Task 1 Wow, those are some weird results. It might make some sense to look at the actual text itself. In the line below, write a line of code that pulls out the first 500 words of the text and shows them to you (hint: the text object is simply a list of strings).


In [2]:
" ".join(text6[:500])


Out[2]:
"SCENE 1 : [ wind ] [ clop clop clop ] KING ARTHUR : Whoa there ! [ clop clop clop ] SOLDIER # 1 : Halt ! Who goes there ? ARTHUR : It is I , Arthur , son of Uther Pendragon , from the castle of Camelot . King of the Britons , defeator of the Saxons , sovereign of all England ! SOLDIER # 1 : Pull the other one ! ARTHUR : I am , ... and this is my trusty servant Patsy . We have ridden the length and breadth of the land in search of knights who will join me in my court at Camelot . I must speak with your lord and master . SOLDIER # 1 : What ? Ridden on a horse ? ARTHUR : Yes ! SOLDIER # 1 : You ' re using coconuts ! ARTHUR : What ? SOLDIER # 1 : You ' ve got two empty halves of coconut and you ' re bangin ' ' em together . ARTHUR : So ? We have ridden since the snows of winter covered this land , through the kingdom of Mercea , through -- SOLDIER # 1 : Where ' d you get the coconuts ? ARTHUR : We found them . SOLDIER # 1 : Found them ? In Mercea ? The coconut ' s tropical ! ARTHUR : What do you mean ? SOLDIER # 1 : Well , this is a temperate zone . ARTHUR : The swallow may fly south with the sun or the house martin or the plover may seek warmer climes in winter , yet these are not strangers to our land ? SOLDIER # 1 : Are you suggesting coconuts migrate ? ARTHUR : Not at all . They could be carried . SOLDIER # 1 : What ? A swallow carrying a coconut ? ARTHUR : It could grip it by the husk ! SOLDIER # 1 : It ' s not a question of where he grips it ! It ' s a simple question of weight ratios ! A five ounce bird could not carry a one pound coconut . ARTHUR : Well , it doesn ' t matter . Will you go and tell your master that Arthur from the Court of Camelot is here . SOLDIER # 1 : Listen . In order to maintain air - speed velocity , a swallow needs to beat its wings forty - three times every second , right ? ARTHUR : Please ! SOLDIER # 1 : Am I right ? ARTHUR : I ' m not interested ! SOLDIER # 2 : It could be carried by an African swallow ! SOLDIER # 1 : Oh , yeah , an African swallow maybe , but not a European swallow . That ' s my point . SOLDIER # 2 : Oh , yeah , I agree with that . ARTHUR : Will you ask your"

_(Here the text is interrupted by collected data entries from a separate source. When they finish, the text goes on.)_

// Copyright 2025 N. Dornseif
//
// Dual-licensed under Apache 2.0 and MIT terms.

//! User interaction strings are stored here.

pub const FAIL_STR: &str = "FAIL";
pub const SUSPICIOUS_STR: &str = "SUSPICIOUS";
pub const PASS_STR: &str = "Ok";

pub const REPORT_RULE: &str =
    "----------------------------------------------------------------------------";

pub const GRADE_LABELS: [(f64, &str); 4] = [
    (3.999, "good"),
    (3.0, "some issues"),
    (2.0, "flawed"),
    (1.0, "bad"),
];
pub const GRADE_LOWEST: &str = "very bad";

Task 2 Now that you've looked at the text, what are two reasons for these strange results?

  • Answer 1: The text is a script, so a lot of the punctation is from script punctuation and scene description.
  • Answer 2: This also means that names are repeatedly entered in ALL CAPS.

Task 3 Address one of the problems by modifying the text of Monty Python and rerunning the frequency distribution calculation. In the box below write your code to modify the text:


In [3]:
#Create new text that removes the ALL CAPS names
#The check for length is to keep punctuation from being removed since ".".upper() == "."
new_text = [t for t in text6 if len(t) == 1 or t != t.upper()]

Task 4 In the box below, show the output after applying this version of the text to a FreqDist.


In [4]:
new_freq = FreqDist(new_text)
new_freq.items()[:50]


Out[4]:
[(':', 1197),
 ('.', 816),
 ('!', 801),
 (',', 731),
 ("'", 421),
 ('[', 319),
 (']', 312),
 ('the', 299),
 ('I', 255),
 ('?', 207),
 ('you', 204),
 ('a', 188),
 ('of', 158),
 ('to', 144),
 ('s', 141),
 ('and', 135),
 ('#', 127),
 ('Oh', 110),
 ('it', 107),
 ('is', 106),
 ('-', 88),
 ('in', 86),
 ('that', 84),
 ('t', 77),
 ('1', 76),
 ('No', 76),
 ('your', 75),
 ('not', 70),
 ('What', 65),
 ('we', 62),
 ('You', 61),
 ('We', 60),
 ('this', 59),
 ('no', 55),
 ('Well', 54),
 ('have', 53),
 ('Sir', 52),
 ('are', 52),
 ('A', 50),
 ('And', 50),
 ('Ni', 47),
 ('on', 47),
 ('He', 46),
 ('me', 46),
 ('boom', 45),
 ('be', 43),
 ('he', 43),
 ('2', 42),
 ('Yes', 42),
 ('ha', 42)]

Task 5 How if at all has the output changed? *Answer: The upper case names have been removed. This has made more room for very short words in the top 50.

Task 6 Following the example from the book, show a cumulative frequency plot for the words in Monty Python as newly computed, in the box below.


In [5]:
new_freq.plot(50 ,cumulative=True)


Task 7 In the box below, write a list comprehension that users the FreqDist you computed above to find all words in Monty Python that are longer than 5 characters long and occur at least 5 times (hint: the text shows how to do a variation of this).
Show the output sorted in alphabetical order.


In [6]:
long_words = [w[0] for w in new_freq.items() if len(w[0]) > 5 and w[1] >= 5]
long_words.sort()
long_words


Out[6]:
['Aaaaugh',
 'Arthur',
 'Bedevere',
 'Bridge',
 'Britons',
 'Camelot',
 'Castle',
 'Christ',
 'Concorde',
 'English',
 'Father',
 'French',
 'Galahad',
 'Knight',
 'Knights',
 'Launcelot',
 'Please',
 'afraid',
 'angels',
 'better',
 'carried',
 'castle',
 'chanting',
 'coconut',
 'course',
 'domine',
 'dramatic',
 'easily',
 'escape',
 'father',
 'forest',
 'giggle',
 'killed',
 'knight',
 'knights',
 'master',
 'mumble',
 'nothing',
 'people',
 'please',
 'questions',
 'rabbit',
 'really',
 'requiem',
 'sacred',
 'saying',
 'second',
 'shrubberies',
 'shrubbery',
 'simple',
 'singing',
 'spanking',
 'squeak',
 'swallow',
 'swallows',
 'taunting',
 'through']